Torah & Sustainable Development
How can the world find ways to raise billions out of poverty without destroying the ecosystems on which all of depend for survival? Is the “consumption economy” always and in every way antithetical to sustainable development? How do we balance personal comfort and planetary health? As my work for the last decade or more has been about finding approaches to truly sustainable development, I am always searching for new answers. This little talk has given me the opportunity to draw on the Jewish tradition for some guidance.
So, let’s start here: The Bruntland Commission in 1987 defined sustainable development as that which “meets the needs of the present without compromising the ability of future generations to meet their needs.” The first link. L’dor v’dor. And the limits of l’dor v’dor?
Rabbi Yohanan ben Zakkai used to say,: “If you have a sapling in your hand, and someone should say to you that the Messiah has come, stay and complete the planting, and then go and greet the Messiah.” – Avot de Rabbi Nathan, 31b
The point is unambiguous: Our responsibility to future generations never ends.

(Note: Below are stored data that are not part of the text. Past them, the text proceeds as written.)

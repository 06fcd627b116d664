//! Harvest system: walking into a ripe plant picks it.

use bevy::prelude::*;
use std::time::Duration;

use crate::shared::*;

use super::soil::SoilLayer;

/// Every frame: ripe plants whose sprite overlaps the player's hitbox are
/// removed, credited and leave a white flash behind.
pub fn harvest_ripe_plants(
    mut soil: ResMut<SoilLayer>,
    player: Query<&Hitbox, With<Player>>,
    assets: Res<GameAssets>,
    config: Res<GameConfig>,
    mut pickups: EventWriter<ItemPickupEvent>,
    mut particles: EventWriter<SpawnParticleEvent>,
) {
    let Ok(hitbox) = player.get_single() else {
        return;
    };

    let ripe: Vec<TilePos> = soil
        .plants()
        .iter()
        .filter(|(_, plant)| plant.harvestable && plant.bounds.intersects(&hitbox.0))
        .map(|(pos, _)| *pos)
        .collect();

    for pos in ripe {
        let Some(plant) = soil.harvest(pos) else {
            continue;
        };
        pickups.send(ItemPickupEvent {
            item: plant.seed.crop(),
            quantity: 1,
        });
        particles.send(SpawnParticleEvent {
            image: assets.plant_frame(plant.seed, plant.frame()),
            bounds: plant.bounds,
            layer: Layer::Main,
            duration: Duration::from_millis(config.harvest_particle_ms),
        });
        info!("[Farming] Harvested {} at {:?}", plant.seed.key(), pos);
    }
}
use bevy::prelude::*;
use crate::shared::*;

pub struct InputPlugin;

impl Plugin for InputPlugin {
    fn build(&self, app: &mut App) {
        app.init_resource::<KeyBindings>()
            .init_resource::<PlayerInput>()
            .add_systems(PreUpdate, read_input);
    }
}

#[derive(Resource, Debug, Clone)]
pub struct KeyBindings {
    pub move_up: KeyCode,
    pub move_down: KeyCode,
    pub move_left: KeyCode,
    pub move_right: KeyCode,
    pub use_tool: KeyCode,
    pub switch_tool: KeyCode,
    pub use_seed: KeyCode,
    pub switch_seed: KeyCode,
    pub interact: KeyCode,
    pub cancel: KeyCode,
}

impl Default for KeyBindings {
    fn default() -> Self {
        Self {
            move_up: KeyCode::ArrowUp,
            move_down: KeyCode::ArrowDown,
            move_left: KeyCode::ArrowLeft,
            move_right: KeyCode::ArrowRight,
            use_tool: KeyCode::Space,
            switch_tool: KeyCode::KeyQ,
            use_seed: KeyCode::ControlLeft,
            switch_seed: KeyCode::KeyE,
            interact: KeyCode::Enter,
            cancel: KeyCode::Escape,
        }
    }
}

/// The single point where hardware input becomes game actions.
///
/// Without a keyboard resource (headless runs) `PlayerInput` is left alone
/// so tests can drive it directly.
fn read_input(
    keys: Option<Res<ButtonInput<KeyCode>>>,
    bindings: Res<KeyBindings>,
    mut input: ResMut<PlayerInput>,
) {
    let Some(keys) = keys else {
        return;
    };
    *input = PlayerInput {
        up: keys.pressed(bindings.move_up),
        down: keys.pressed(bindings.move_down),
        left: keys.pressed(bindings.move_left),
        right: keys.pressed(bindings.move_right),
        use_tool: keys.pressed(bindings.use_tool),
        switch_tool: keys.pressed(bindings.switch_tool),
        use_seed: keys.pressed(bindings.use_seed),
        switch_seed: keys.pressed(bindings.switch_seed),
        interact: keys.just_pressed(bindings.interact),
        cancel: keys.just_pressed(bindings.cancel),
    };
}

Sustainable development is to some degree about economic growth and development. Messiahs lie thickly on the ground of academic economic development. Theories are handed down, as from heaven – in this case, mostly Oxford and Cambridge (England or Massachusetts, take your pick). And from the 18th century forward, we have become increasingly susceptible to technology-based messianic thinking, quick fixes that demand only use, not serious engagement or meaningful ownership. But, these “development from above” theories have proven to be largely an illusion: transitory, ineffective, and destructive. Why? The answer is in another question: who owns it enough to take responsibility? Here’s an ancient take on this, from Ezekiel:
“Is it not enough for you to graze on choice grazing ground, but you must also trample with your feet what is left from your grazing? And is it not enough for you to drink clear water, but you must also muddy with your feet what is left?” Ezekiel 34:18
No sense of inter-generational responsibility; no sense of ownership of the policy. A sharp reminder on human nature itself, and, by the by, the need for regulated markets, too. Flaws in the Mosaic Mt. Sinai top-down model were evident early on. Ezekiel wrote in the 6th c. BCE, around the time of the Babylonian conquest and exile. So, these are not new issues.
There is an alternative. A bottom up model. Development from below speaks to, rests on, and demands engagement from, the individual, and from there, on the human connection to the natural – and spiritual – worlds.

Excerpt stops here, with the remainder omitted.